Besondere Beachtung gebührt in diesem Zusammenhang den Findbüchern bzw. den Findmitteln des Archivs. Dabei handelt es sich praktisch um Veröffentlichungen über Details aus den Beständen des Archivs, an die bereits die gleichen Maßstäbe anzulegen sind wie die, die dem Nutzer / der Nutzerin seitens des Archivs auferlegt werden. Das Risiko eines Missbrauchs von Personendaten und damit der Verletzung von Persönlichkeitsrechten ist so lange noch begrenzbar, wie die Findbücher bzw. Findmittel den Lesesaal nicht verlassen und deren Kenntnisnahme unter die Benutzungsordnung fällt. Gleiches gilt auch für die bereitgestellte Datenbank-Recherche vor Ort.
Möchte der Nutzer / die Nutzerin allerdings mit den Quellen mehr machen, als sie nur wissenschaftlich auszuwerten, sondern die Quellen oder Teile daraus auch veröffentlichen, so steht das Archiv wieder vor neuen Fragen und Entscheidungen im Kontext des Nutzungsrechts von Archivgut. Genauso überschreitet das Archiv bei der Online-Präsentation seiner Bestände diesen geschützten Bereich.
Wir betreten mit der Internet-Präsentation von Findmitteln theoretisch und praktisch ein weiteres Rechtsfeld: das Urheberrecht, speziell im Internet. Daraus leiten sich Verwertungsrechte des Archivs ab. Der Begriff der Verwertung ist ein Schlüsselbegriff des Urheberrechts. Diese Thematik soll heute nicht behandelt werden.

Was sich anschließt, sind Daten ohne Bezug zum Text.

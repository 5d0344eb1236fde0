//! Backend abstraction layer
//!
//! Every GPU call made by the scene resources goes through [`GraphicsBackend`].
//! The [`DummyBackend`] keeps everything in host memory and is what the tests
//! and headless tools run against; the wgpu backend is available behind the
//! `wgpu-backend` feature.

mod dummy;
#[cfg(feature = "wgpu-backend")]
mod wgpu_backend;

pub use dummy::{DummyBackend, DummyProbe};
#[cfg(feature = "wgpu-backend")]
pub use wgpu_backend::WgpuBackend;

use std::any::Any;

use glam::{Mat4, Vec4};

use crate::error::{BackendError, BackendResult};
use crate::mesh::VertexLayout;
use crate::types::{BufferDescriptor, IndexFormat, TextureDescriptor};
use crate::{BackendType, ContextConfig};

/// Handle to a GPU buffer
#[derive(Debug, Clone, Copy, PartialEq, Eq, Hash)]
pub struct BufferHandle(pub(crate) u64);

impl BufferHandle {
    /// Backend-assigned identifier.
    pub fn id(&self) -> u64 {
        self.0
    }
}

/// Handle to a GPU texture
#[derive(Debug, Clone, Copy, PartialEq, Eq, Hash)]
pub struct TextureHandle(pub(crate) u64);

impl TextureHandle {
    /// Backend-assigned identifier.
    pub fn id(&self) -> u64 {
        self.0
    }
}

/// Opaque attribute slot identifiers a draw binds its vertex streams to.
#[derive(Debug, Clone, Copy, PartialEq, Eq, Hash)]
pub struct AttributeSlots {
    pub position: u32,
    pub normal: u32,
    pub uv: u32,
}

impl Default for AttributeSlots {
    fn default() -> Self {
        Self {
            position: 0,
            normal: 1,
            uv: 2,
        }
    }
}

/// One indexed draw of an interleaved vertex buffer.
#[derive(Debug, Clone, PartialEq)]
pub struct DrawCommand {
    pub vertex_buffer: BufferHandle,
    pub index_buffer: BufferHandle,
    pub index_format: IndexFormat,
    /// First index of the drawn range.
    pub first_index: u32,
    /// Number of indices drawn.
    pub index_count: u32,
    /// Attributes of one interleaved vertex record.
    pub layout: VertexLayout,
    /// Shader locations the layout's attributes bind to.
    pub slots: AttributeSlots,
    pub texture: Option<TextureHandle>,
    pub transform: Mat4,
    pub tint: Vec4,
}

/// Core backend trait
///
/// Implementations are driven from the render thread only; `Send` lets the
/// owning [`RenderContext`](crate::RenderContext) be handed to that thread.
pub trait GraphicsBackend: Send {
    /// Human readable backend name.
    fn name(&self) -> &'static str;

    /// Create an uninitialized buffer.
    fn create_buffer(&mut self, desc: &BufferDescriptor) -> BackendResult<BufferHandle>;

    /// Write bytes into a buffer at the given offset.
    fn write_buffer(&mut self, buffer: BufferHandle, offset: u64, data: &[u8])
        -> BackendResult<()>;

    /// Release a buffer. Unknown handles are ignored.
    fn destroy_buffer(&mut self, buffer: BufferHandle);

    /// Create a texture.
    fn create_texture(&mut self, desc: &TextureDescriptor) -> BackendResult<TextureHandle>;

    /// Upload the pixel data of every layer of a texture.
    fn write_texture(
        &mut self,
        texture: TextureHandle,
        desc: &TextureDescriptor,
        data: &[u8],
    ) -> BackendResult<()>;

    /// Release a texture. Unknown handles are ignored.
    fn destroy_texture(&mut self, texture: TextureHandle);

    /// Submit an indexed draw.
    fn draw_indexed(&mut self, command: &DrawCommand) -> BackendResult<()>;

    /// Close the current frame and hand over the draws submitted since the
    /// previous call, in submission order.
    fn end_frame(&mut self) -> Vec<DrawCommand> {
        Vec::new()
    }

    fn as_any(&self) -> &dyn Any;
    fn as_any_mut(&mut self) -> &mut dyn Any;
}

/// Fail unless `len` bytes at `offset` fit in a buffer of `size` bytes.
pub(crate) fn check_write_range(offset: u64, len: u64, size: u64) -> BackendResult<()> {
    match offset.checked_add(len) {
        Some(end) if end <= size => Ok(()),
        _ => Err(BackendError::WriteOutOfBounds { offset, len, size }),
    }
}

/// Create the backend requested by `config`.
///
/// Falls back to the dummy backend when the requested one is not compiled in
/// or fails to initialize.
pub fn create_backend(config: &ContextConfig) -> Box<dyn GraphicsBackend> {
    match config.backend {
        BackendType::Dummy => Box::new(DummyBackend::with_max_buffer_size(config.max_buffer_size)),
        BackendType::Wgpu => create_wgpu_backend(config),
    }
}

#[cfg(feature = "wgpu-backend")]
fn create_wgpu_backend(config: &ContextConfig) -> Box<dyn GraphicsBackend> {
    match WgpuBackend::new(config) {
        Ok(backend) => Box::new(backend),
        Err(e) => {
            log::warn!("wgpu backend unavailable ({}), falling back to dummy backend", e);
            Box::new(DummyBackend::with_max_buffer_size(config.max_buffer_size))
        }
    }
}

#[cfg(not(feature = "wgpu-backend"))]
fn create_wgpu_backend(config: &ContextConfig) -> Box<dyn GraphicsBackend> {
    log::warn!("wgpu backend not compiled in (enable the `wgpu-backend` feature), falling back to dummy backend");
    Box::new(DummyBackend::with_max_buffer_size(config.max_buffer_size))
}

#[cfg(test)]
mod tests {
    use super::*;

    #[test]
    fn test_create_dummy_backend() {
        let backend = create_backend(&ContextConfig::default());
        assert_eq!(backend.name(), "Dummy Backend");
    }

    #[cfg(not(feature = "wgpu-backend"))]
    #[test]
    fn test_wgpu_request_falls_back_to_dummy() {
        let config = ContextConfig::default().with_backend(BackendType::Wgpu);
        let backend = create_backend(&config);
        assert_eq!(backend.name(), "Dummy Backend");
    }

    #[test]
    fn test_backend_downcast() {
        let mut backend = create_backend(&ContextConfig::default());
        assert!(backend.as_any().is::<DummyBackend>());
        assert!(backend.as_any_mut().downcast_mut::<DummyBackend>().is_some());
        assert!(backend.end_frame().is_empty());
    }

    #[test]
    fn test_write_range_does_not_overflow() {
        assert!(check_write_range(4, 4, 8).is_ok());
        assert!(check_write_range(8, 0, 8).is_ok());
        assert!(check_write_range(6, 4, 8).is_err());
        assert_eq!(
            check_write_range(u64::MAX, 2, 8),
            Err(BackendError::WriteOutOfBounds {
                offset: u64::MAX,
                len: 2,
                size: 8
            })
        );
    }

    #[test]
    fn test_default_attribute_slots() {
        let slots = AttributeSlots::default();
        assert_eq!((slots.position, slots.normal, slots.uv), (0, 1, 2));
    }
}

Mit unserem Thema eng verbunden ist das sich beständig und weiter dramatisch verändernde Verhältnis zwischen Öffentlichkeit und Privatheit. Das einstmals politisch provozierende Statement aus den bewegten 60er Jahren "Das Private ist politisch - und damit öffentlich", entbehrt heute jeden kritischen Gehalts. Social Media, Open Access und Digitalisierungs- Initiativen setzen neue Maßstäbe für das "Persönliche" sowie für die "Verwertung von geistigem Eigentum" und stellen nun eine "provozierende" Herausforderung für die aktuelle Archivarbeit dar.
Juristischer Rahmen
Unser Alltag verlangt ein gewisses Maß an Kenntnissen von Gesetzen und Verordnungen, sowie – insbesondere – deren rechtssichere Anwendung und Auslegung. Das gelingt uns allem Anschein nach sehr gut, mit ernsthaften Rechtstreitigkeiten hatte bisher noch keiner zu tun.

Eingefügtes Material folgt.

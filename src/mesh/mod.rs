//! Polygon mesh construction and vertex buffer assembly.
//!
//! A mesh is built from an [`AttributeStore`] (positions, normals, UVs and
//! colors in independent arrays) and a [`FaceList`] whose faces index each
//! array separately. [`assemble`] expands the faces into one interleaved
//! vertex record per triangle corner, laid out per [`VertexCapabilities`].

mod assembler;
mod attributes;
mod face;
mod layout;

pub use assembler::{assemble, MeshBuffers, MAX_CORNERS};
pub use attributes::{AttributeStore, SharedAttributes};
pub use face::{slot, Face, FaceList, FLAT_NORMAL_EPSILON};
pub use layout::{
    UvDimension, VertexAttribute, VertexAttributeFormat, VertexAttributeSemantic,
    VertexCapabilities, VertexLayout,
};
//! Error types for GPU backends and geometry materialization.

use thiserror::Error;

/// Errors reported by a [`GraphicsBackend`](crate::backend::GraphicsBackend).
#[derive(Error, Debug, Clone, PartialEq, Eq)]
pub enum BackendError {
    #[error("Failed to initialize backend: {0}")]
    InitializationFailed(String),
    #[error("Failed to create buffer: {0}")]
    BufferCreationFailed(String),
    #[error("Failed to create texture: {0}")]
    TextureCreationFailed(String),
    #[error("Write of {len} bytes at offset {offset} exceeds buffer size {size}")]
    WriteOutOfBounds { offset: u64, len: u64, size: u64 },
    #[error("Unknown {kind} handle {id}")]
    UnknownHandle { kind: &'static str, id: u64 },
    #[error("{kind} {id} was not created with {usage} usage")]
    MissingUsage {
        kind: &'static str,
        id: u64,
        usage: &'static str,
    },
    #[error("Backend not available: {0}")]
    Unavailable(String),
    #[error("Out of memory")]
    OutOfMemory,
    #[error("Device lost")]
    DeviceLost,
}

pub type BackendResult<T> = Result<T, BackendError>;

/// Errors that can occur while materializing or drawing scene resources.
#[derive(Error, Debug, Clone, PartialEq, Eq)]
pub enum GeometryError {
    /// A GPU operation was attempted off the render thread.
    #[error("{operation} called off the render thread")]
    WrongContext { operation: &'static str },

    /// The assembler tried to write past the pre-sized vertex buffer. This
    /// means the face/triangle accounting is broken.
    #[error("Buffer integrity violated: write of {len} bytes at offset {offset} exceeds {capacity}")]
    BufferIntegrity {
        offset: usize,
        len: usize,
        capacity: usize,
    },

    /// The mesh emits more corners than a 16-bit index buffer can address.
    #[error("Mesh emits {corners} corners, more than a 16-bit index buffer can address")]
    IndexRangeExceeded { corners: usize },

    /// The backend failed to allocate or write GPU storage.
    #[error("Backend error: {0}")]
    Backend(#[from] BackendError),
}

Ich nenne einige Rechtsgebiete, die von grundsätzlicher Bedeutung sind:
- Bundes- und Landesarchivgesetze wenn es um staatliche Archive geht - sie handeln im gesetzlichen Auftrag
- Archivsatzungen oder Benutzungsordnungen wenn es um nichtstaatliche Archivträger geht (zumeist betrieben als Verein oder Stiftung) - sie handeln im eigenen Auftrag
- Bundes- und Landesdatenschutzgesetze (BDSG / LDSG)
- Recht auf informationelle Selbstbestimmung
- Umgang mit personenbezogenen Daten durch den Staat und Dritte
- betrifft nur lebende Personen
- Persönlichkeitsrechte, die auch über den Tod (vertr. durch Erben) Wirkung behalten
- Recht am eigenen Namen, § 12 BGB
- Schutz der persönlichen Ehre, § 185 ff. StGB
- Urheberrechtsgesetz (UrhG): Eigentum an geistiger Schöpfung
- nicht übertragbares Recht, jedoch vererbbar
- Verwertungsrechte liegen beim Urheber
- Recht der Veröffentlichung (§ 12 UrhG)
- der Vervielfältigung (§ 16 UrhG)
- der öffentlichen Zugänglichmachung (§ 19 UrhG)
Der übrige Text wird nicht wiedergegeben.